The problem

The problem is simple: to achieve efficient concurrency control of multiple reads per write and multiple reads per write.

Lockless double buffer + switching wait

A double buffer works like this:

  1. Apply for two buffers, one is read buffer and one is write buffer.
  2. The reader thread reads only from the Read Buffer.
  3. The writer thread modifies write Buffer and then switches between Read buffer and write Buffer.

The pseudo-code implementation is as follows:

const int kBufCnt = 2;

atomic<int> curr_idx = 0;

T buffers[kBufferCnt];



/ / Reader calls

const T* Get(a) {

  return buffers[curr_idx];

}



/ / Writer calls

T* Mutable(a) {

  return buffers[(curr_idx + 1) % kBufferCnt];

}



// writerBuffer is changed by calling Switch

void Switch(a) {  / / writer

   curr_idx = (curr_idx + 1) % kBufferCnt;

}



// Reader: multiple threads execute Read()

void Read(a) {

  const T* buf = Get();

  // Read something from *buf...

}



// Writer: only one thread will execute Write()

void Write(a) {

  T* buf = Mutable();

  // Write something to *buf...

  Switch();

}

Copy the code

This code logic has a thread-safety problem: once a reader gets a pointer, it does not know when it will finish reading it. Writer can Switch at any time. Such as:

  1. After thread R gets the pointer, it starts reading.
  2. Thread W calls Switch after writing.
  3. Thread W writes again… => The buffer that thread R is reading will be written to, causing read/write conflicts.

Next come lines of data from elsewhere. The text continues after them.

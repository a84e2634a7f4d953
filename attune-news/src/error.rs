//! Error types for the article search boundary

use thiserror::Error;

/// Errors that can occur while searching for articles
#[derive(Debug, Error)]
pub enum NewsError {
    /// Malformed request construction; indicates a programming or
    /// configuration error, not a runtime condition
    #[error("Invalid request: {0}")]
    InvalidRequest(String),

    /// Network-level failure (connect, timeout); retryable
    #[error("Request failed: {0}")]
    Transport(String),

    /// The API answered with a non-200 status or an in-body error message
    #[error("API error (status {status}): {message}")]
    Api {
        /// HTTP status code (200 for in-body errors)
        status: u16,
        /// Error message from the API, passed through verbatim
        message: String,
    },

    /// The response body did not match the expected shape
    #[error("Failed to decode search response: {0}")]
    Parse(String),
}

impl NewsError {
    /// The message shown to the user for this failure
    ///
    /// Remote error messages pass through verbatim; everything else uses
    /// the display form.
    pub fn user_message(&self) -> String {
        match self {
            NewsError::Api { message, .. } => message.clone(),
            other => other.to_string(),
        }
    }
}

#[cfg(test)]
mod tests {
    use super::*;

    #[test]
    fn test_api_message_passes_through_verbatim() {
        let err = NewsError::Api {
            status: 429,
            message: "API quota exceeded".to_string(),
        };
        assert_eq!(err.user_message(), "API quota exceeded");
    }

    #[test]
    fn test_transport_message_uses_display_form() {
        let err = NewsError::Transport("connection reset".to_string());
        assert_eq!(err.user_message(), "Request failed: connection reset");
    }
}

The solution is as follows: Writer waits for a period of time after switching.

void Write(a) {

  T* buf = Mutable();

  // Write something to *buf...

  Switch();

   // Sleep for a while...

}

Copy the code
  1. After thread R gets the pointer, it starts reading.
  2. Thread W calls Switch after writing.
  3. Thread W sleep for a while… => Thread R is guaranteed to finish reading within this time.
  4. Thread W writes again.

But how long does it take to sleep to get the reader through? A common practice is to sleep for a time “well beyond” the normal operation time of the reader — but this is scenario-specific and there is no universal sleep time. And there are some uncertainties, like:

  1. If the language has GC, the reader may be held by the card owner “for a long time” because of GC.
  2. The logic that readers need to read buffers can be complex and time-consuming.

To sum up, “double buffer + wait for a period of time after switching” cannot fundamentally solve the problem of read/write conflicts.

DoublyBufferedData

BRPC implements a dual buffer — DoublyBufferedData[1], which is multi-read and concurrent safe. In theory, both read and write buffers must be locked to ensure absolute concurrency. DoublyBufferedData has a special locking idea:

Read requires one thread-local lock, write requires all thread-local locks.

Writer needs to acquire all thread-local locks one by one after the Switch is performed (each lock is released immediately after it is successfully acquired). The pseudocode is as follows:

// Reader: multiple threads execute Read()

void Read(a) {

   LockGuard(local_lock);

  const T* buf = Get();

  // Read something from *buf...

}



// Writer: only one thread will execute Write()

void Write(a) {

  T* buf = Mutable();

  // Write something to *buf...

  Switch();

  for local_lock of readers {

    LockGuard(local_lock)

  }

}

Copy the code

If writer succeeds in obtaining reader’s local_lock, reader must not be reading.

Intuitively, this locking method is not very different from using read/write locks directly: read requests do not block each other, but read/write requests do. The advantage of this locking method over read-write locking is that Writer blocks only one reader thread at a time.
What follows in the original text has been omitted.